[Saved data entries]
--- START ---

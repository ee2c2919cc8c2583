use std::sync::Arc;
use std::time::Duration;

use analysis::{trajectory_length, ScoringTable};
use crossbeam_channel::Receiver;
use dart_ingest_core::RawSample;
use dart_session::*;
use model::{AcceptReason, EndReason, ScoringZone, Vec3, Verdict};
use parking_lot::{Mutex, RwLock};

struct Harness {
    session: Session,
    events: Receiver<EngineEvent>,
    history: SharedHistory,
}

fn harness(config: EngineConfig, calibration: StaticCalibration) -> Harness {
    let (tx, rx) = crossbeam_channel::unbounded();
    let history: SharedHistory = Arc::new(Mutex::new(RoundHistory::new()));
    let session = Session::new(config)
        .with_calibration(calibration)
        .with_events(tx)
        .with_history(history.clone());
    Harness { session, events: rx, history }
}

/// Pre-filter off and a very high cutoff so smoothed points sit on the raw ones.
fn transparent_config() -> EngineConfig {
    let mut c = EngineConfig::default();
    c.validator.set_low_pass_alpha(1.0).unwrap();
    c.validator.set_initial_point_max_distance(50.0).unwrap();
    c.filter.set_min_cutoff(1.0e6).unwrap();
    c
}

fn x(d: f64, t: f64) -> RawSample {
    RawSample::at(d, 0.0, 0.0, t)
}

/// Feeds one short receding throw starting at `now` and returns when it was last fed.
fn feed_throw(s: &mut Session, now: f64) -> f64 {
    for (i, d) in [5.0, 8.0, 12.0].into_iter().enumerate() {
        let t = now + i as f64 * 0.1;
        s.add_sample(&x(d, t), t).unwrap();
    }
    now + 0.2
}

#[test]
fn end_to_end_single_throw_auto_stops() {
    let center = Vec3::new(12.0, 3.0, 0.0);
    let mut h = harness(transparent_config(), StaticCalibration::centered(center));
    h.session.start_round("Alice", 0.0).unwrap();

    let last = feed_throw(&mut h.session, 0.0);
    assert!(h.session.is_throw_active());
    assert!(h.session.tick(last + 2.9).is_none());

    let summary = h.session.tick(last + 3.1).expect("auto-stop should fire");
    assert!(!h.session.is_throw_active());
    assert_eq!(summary.end_reason, EndReason::AutoStop);
    assert_eq!(summary.zone, "Bullseye");
    assert!((summary.closest_distance - 3.0).abs() < 1e-3);

    let round = h.session.current_round().unwrap();
    let throw = &round.throws[0];
    assert_eq!(throw.samples.len(), 3);
    assert!(throw.samples.iter().all(|r| r.verdict.is_accepted()));
    let path: Vec<Vec3> = throw
        .samples
        .iter()
        .filter_map(|r| r.smoothed.map(|s| s.position()))
        .collect();
    assert_eq!(throw.trajectory_distance, trajectory_length(&path));
    assert!((throw.trajectory_distance - 7.0).abs() < 1e-2);
    assert_eq!(
        throw.score,
        throw.zone_points + throw.trajectory_distance.round() as u32
    );
    assert_eq!(throw.score, 107);
}

#[test]
fn round_closes_after_three_throws_of_any_kind() {
    let mut h = harness(
        transparent_config(),
        StaticCalibration::centered(Vec3::new(12.0, 3.0, 0.0)),
    );
    h.session.start_round("alice", 0.0).unwrap();

    let last = feed_throw(&mut h.session, 0.0);
    h.session.tick(last + 3.5).unwrap();
    assert_eq!(h.session.throws_in_current_round(), 1);

    let last = feed_throw(&mut h.session, 10.0);
    h.session.force_end_throw(last + 0.5).unwrap();
    assert_eq!(h.session.throws_in_current_round(), 2);
    assert_eq!(h.session.state(), RoundState::InProgress);

    let last = feed_throw(&mut h.session, 20.0);
    h.session.end_throw(last + 0.5).unwrap();

    assert_eq!(h.session.state(), RoundState::WaitingForPlayer);
    let round = h.session.last_round().unwrap().clone();
    assert_eq!(round.throws.len(), 3);
    let reasons: Vec<EndReason> = round.throws.iter().map(|t| t.end_reason).collect();
    assert_eq!(reasons, vec![EndReason::AutoStop, EndReason::Forced, EndReason::Stopped]);
    assert_eq!(round.total_score, round.throws.iter().map(|t| t.score).sum::<u32>());

    assert_eq!(h.history.lock().rounds(), &[round.clone()]);
    let completed: Vec<EngineEvent> = h
        .events
        .try_iter()
        .filter(|e| !matches!(e, EngineEvent::Position(_)))
        .collect();
    assert_eq!(completed.len(), 4);
    assert_eq!(completed.last(), Some(&EngineEvent::RoundCompleted(round)));
}

#[test]
fn samples_without_round_go_to_preview_only() {
    let mut h = harness(EngineConfig::default(), StaticCalibration::centered(Vec3::ORIGIN));
    h.session.add_sample(&x(500.0, 0.0), 0.0).unwrap();
    assert!(!h.session.is_throw_active());
    match h.events.try_recv() {
        Ok(EngineEvent::Position(p)) => {
            assert_eq!(p.kind, PositionKind::Preview);
            assert_eq!(p.position, Vec3::new(500.0, 0.0, 0.0));
        }
        other => panic!("expected preview, got {other:?}"),
    }
}

#[test]
fn incomplete_sample_is_ignored_entirely() {
    let mut h = harness(EngineConfig::default(), StaticCalibration::centered(Vec3::ORIGIN));
    h.session.start_round("alice", 0.0).unwrap();
    let raw = RawSample { z: None, ..x(1.0, 0.0) };
    h.session.add_sample(&raw, 0.0).unwrap();
    assert!(!h.session.is_throw_active());
    assert!(h.events.try_recv().is_err());

    h.session.add_sample(&x(1.0, 0.0), 0.0).unwrap();
    let deadline = h.session.next_deadline();
    h.session.add_sample(&raw, 2.0).unwrap();
    assert_eq!(h.session.next_deadline(), deadline);
}

#[test]
fn start_round_validates() {
    let mut s = Session::new(EngineConfig::default());
    assert!(matches!(s.start_round("  ", 0.0), Err(SessionError::EmptyPlayerName)));
    s.start_round("bob", 0.0).unwrap();
    assert!(matches!(
        s.start_round("carol", 1.0),
        Err(SessionError::RoundInProgress(p)) if p == "bob"
    ));
    assert_eq!(s.current_round().map(|r| r.round_number), Some(1));
}

#[test]
fn idle_stops_are_no_ops() {
    let mut s = Session::new(EngineConfig::default());
    assert!(s.end_throw(1.0).is_none());
    assert!(s.force_end_throw(1.0).is_none());
    assert!(s.force_end_round(1.0).is_none());
    assert!(s.tick(100.0).is_none());
    s.start_round("bob", 0.0).unwrap();
    assert!(s.end_throw(1.0).is_none());
    assert_eq!(s.throws_in_current_round(), 0);
}

#[test]
fn force_end_round_keeps_partial_throws() {
    let mut h = harness(
        transparent_config(),
        StaticCalibration::centered(Vec3::new(12.0, 3.0, 0.0)),
    );
    h.session.start_round("alice", 0.0).unwrap();
    let last = feed_throw(&mut h.session, 0.0);
    h.session.force_end_throw(last).unwrap();
    feed_throw(&mut h.session, 5.0);

    let round = h.session.force_end_round(6.0).unwrap();
    assert_eq!(round.throws.len(), 2);
    assert_eq!(round.total_score, round.throws[0].score + round.throws[1].score);
    assert_eq!(h.session.state(), RoundState::WaitingForPlayer);
    assert_eq!(h.history.lock().rounds().len(), 1);
}

#[test]
fn force_end_round_on_final_throw_returns_that_round() {
    let mut config = transparent_config();
    config.lifecycle.set_max_throws_per_round(1).unwrap();
    let mut h = harness(config, StaticCalibration::centered(Vec3::ORIGIN));
    h.session.start_round("alice", 0.0).unwrap();
    feed_throw(&mut h.session, 0.0);
    let round = h.session.force_end_round(1.0).unwrap();
    assert_eq!(round.throws.len(), 1);
    assert_eq!(h.history.lock().rounds().len(), 1);
}

#[test]
fn missing_center_fails_the_sample_not_the_throw() {
    let mut h = harness(transparent_config(), StaticCalibration::default());
    h.session.start_round("alice", 0.0).unwrap();
    let err = h.session.add_sample(&x(5.0, 0.0), 0.0);
    assert!(matches!(err, Err(SessionError::TargetCenterUnavailable)));
    assert!(h.session.is_throw_active());
    assert_eq!(h.session.active_throw().map(|t| t.records().len()), Some(1));

    let summary = h.session.force_end_throw(1.0).unwrap();
    assert_eq!(summary.zone, "Miss");
    assert_eq!(summary.closest_point, None);
}

#[test]
fn calibration_scale_rescales_zones() {
    let zones = ScoringTable::new(vec![
        ScoringZone::new("hit", 1.0, 100, "#f00"),
        ScoringZone::new("miss", f64::INFINITY, 10, "#000"),
    ])
    .unwrap();
    let mut config = transparent_config();
    config.zones = zones;

    let calibration: SharedCalibration =
        Arc::new(RwLock::new(StaticCalibration::new(Vec3::new(1.5, 0.0, 0.0), 2.0)));
    let mut s = Session::new(config).with_calibration(calibration.clone());
    s.start_round("alice", 0.0).unwrap();

    s.add_sample(&x(0.0, 0.0), 0.0).unwrap();
    let hit = s.force_end_throw(0.5).unwrap();
    assert_eq!(hit.zone, "hit");
    assert_eq!(hit.score, 100);

    calibration.write().scale = None;
    s.add_sample(&x(0.0, 1.0), 1.0).unwrap();
    let miss = s.force_end_throw(1.5).unwrap();
    assert_eq!(miss.zone, "miss");
    assert_eq!(miss.score, 10);
    assert_eq!(miss.zone_color.as_deref(), Some("#000"));
}

#[test]
fn live_stream_keeps_throw_open() {
    let mut config = EngineConfig::default();
    config.validator.set_enabled(false);
    let mut s = Session::new(config).with_calibration(StaticCalibration::centered(Vec3::ORIGIN));
    s.start_round("alice", 0.0).unwrap();
    for i in 0..20 {
        let now = i as f64 * 2.0;
        s.add_sample(&x(1.0, now), now).unwrap();
        assert!(s.tick(now + 1.9).is_none());
    }
    assert!(s.is_throw_active());
    assert!(s.tick(38.0 + 3.0).is_some());
}

#[test]
fn rejected_samples_still_count_as_liveness() {
    let mut s = Session::new(transparent_config())
        .with_calibration(StaticCalibration::centered(Vec3::ORIGIN));
    s.start_round("alice", 0.0).unwrap();
    s.add_sample(&x(5.0, 0.0), 0.0).unwrap();
    // back toward the origin: tolerated five times, then rejected
    for i in 1..=10 {
        let now = i as f64;
        s.add_sample(&x(1.0, now), now).unwrap();
    }
    let throw = s.active_throw().unwrap();
    assert_eq!(throw.records().iter().filter(|r| !r.verdict.is_accepted()).count(), 5);
    assert_eq!(s.next_deadline(), Some(13.0));
}

#[test]
fn overdue_auto_stop_fires_before_late_sample() {
    let mut s = Session::new(transparent_config())
        .with_calibration(StaticCalibration::centered(Vec3::ORIGIN));
    s.start_round("alice", 0.0).unwrap();
    s.add_sample(&x(5.0, 0.0), 0.0).unwrap();
    s.add_sample(&x(8.0, 1.5), 1.5).unwrap();
    assert_eq!(s.next_deadline(), Some(4.5));

    // no tick between the deadline and this sample
    s.add_sample(&x(5.0, 10.0), 10.0).unwrap();

    let round = s.current_round().unwrap();
    assert_eq!(round.throws.len(), 1);
    assert_eq!(round.throws[0].end_reason, EndReason::AutoStop);
    assert_eq!(round.throws[0].samples.len(), 2);
    let next = s.active_throw().unwrap();
    assert_eq!(next.throw_number(), 2);
    assert_eq!(next.records().len(), 1);
    assert_eq!(s.next_deadline(), Some(13.0));
}

#[test]
fn overdue_final_throw_sends_late_sample_to_preview() {
    let mut config = transparent_config();
    config.lifecycle.set_max_throws_per_round(1).unwrap();
    let mut h = harness(config, StaticCalibration::centered(Vec3::ORIGIN));
    h.session.start_round("alice", 0.0).unwrap();
    h.session.add_sample(&x(5.0, 0.0), 0.0).unwrap();

    h.session.add_sample(&x(5.0, 10.0), 10.0).unwrap();

    assert_eq!(h.session.state(), RoundState::WaitingForPlayer);
    assert!(!h.session.is_throw_active());
    assert_eq!(h.history.lock().rounds().len(), 1);
    let last = h.events.try_iter().last();
    assert!(matches!(
        last,
        Some(EngineEvent::Position(PositionUpdate { kind: PositionKind::Preview, .. }))
    ));
}

#[test]
fn early_auto_stop_waits_for_min_duration() {
    let mut config = transparent_config();
    config.lifecycle.set_auto_stop_delay(Duration::from_millis(200)).unwrap();
    let mut s = Session::new(config).with_calibration(StaticCalibration::centered(Vec3::ORIGIN));
    s.start_round("alice", 0.0).unwrap();
    s.add_sample(&x(5.0, 0.0), 0.0).unwrap();

    assert!(s.tick(0.25).is_none());
    assert!(s.is_throw_active());
    let deadline = s.next_deadline().unwrap();
    assert!(deadline > 1.0);
    let summary = s.tick(deadline + 0.01).unwrap();
    assert_eq!(summary.end_reason, EndReason::AutoStop);
}

#[test]
fn lowering_throw_limit_applies_to_open_round() {
    let mut s = Session::new(transparent_config())
        .with_calibration(StaticCalibration::centered(Vec3::ORIGIN));
    s.start_round("alice", 0.0).unwrap();
    let last = feed_throw(&mut s, 0.0);
    s.force_end_throw(last).unwrap();
    s.config_mut().lifecycle.set_max_throws_per_round(2).unwrap();
    let last = feed_throw(&mut s, 5.0);
    s.force_end_throw(last).unwrap();
    assert_eq!(s.state(), RoundState::WaitingForPlayer);
    assert_eq!(s.last_round().map(|r| r.throws.len()), Some(2));
}

#[test]
fn duplicate_timestamp_still_goes_through_validator() {
    let mut s = Session::new(transparent_config())
        .with_calibration(StaticCalibration::centered(Vec3::ORIGIN));
    s.start_round("alice", 0.0).unwrap();
    s.add_sample(&x(5.0, 0.0), 0.0).unwrap();
    s.add_sample(&x(8.0, 0.1), 0.1).unwrap();
    s.add_sample(&x(9.0, 0.1), 0.2).unwrap();

    let records = s.active_throw().unwrap().records();
    assert!(matches!(
        records[2].verdict,
        Verdict::Accepted(AcceptReason::DistanceIncreased { .. })
    ));
    assert_eq!(records[2].smoothed.map(|p| p.x), records[1].smoothed.map(|p| p.x));
}

#[test]
fn next_round_numbers_continue() {
    let mut config = transparent_config();
    config.lifecycle.set_max_throws_per_round(1).unwrap();
    let mut s = Session::new(config).with_calibration(StaticCalibration::centered(Vec3::ORIGIN));
    for (i, player) in ["alice", "bob"].into_iter().enumerate() {
        let start = i as f64 * 10.0;
        s.start_round(player, start).unwrap();
        let last = feed_throw(&mut s, start);
        s.end_throw(last).unwrap();
        assert_eq!(s.last_round().map(|r| r.round_number), Some(i as u32 + 1));
        assert_eq!(s.last_round().map(|r| r.player.as_str()), Some(player));
    }
}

--- END ---

Above are the records; please copy exactly their first line and each line after it through the line containing "let history: SharedHistory", and no line after that.

repository ee2c2919cc8c2583
use std::sync::Arc;
use std::time::Duration;

use analysis::{trajectory_length, ScoringTable};
use crossbeam_channel::Receiver;
use dart_ingest_core::RawSample;
use dart_session::*;
use model::{AcceptReason, EndReason, ScoringZone, Vec3, Verdict};
use parking_lot::{Mutex, RwLock};

struct Harness {
    session: Session,
    events: Receiver<EngineEvent>,
    history: SharedHistory,
}

fn harness(config: EngineConfig, calibration: StaticCalibration) -> Harness {
    let (tx, rx) = crossbeam_channel::unbounded();
    let history: SharedHistory = Arc::new(Mutex::new(RoundHistory::new()));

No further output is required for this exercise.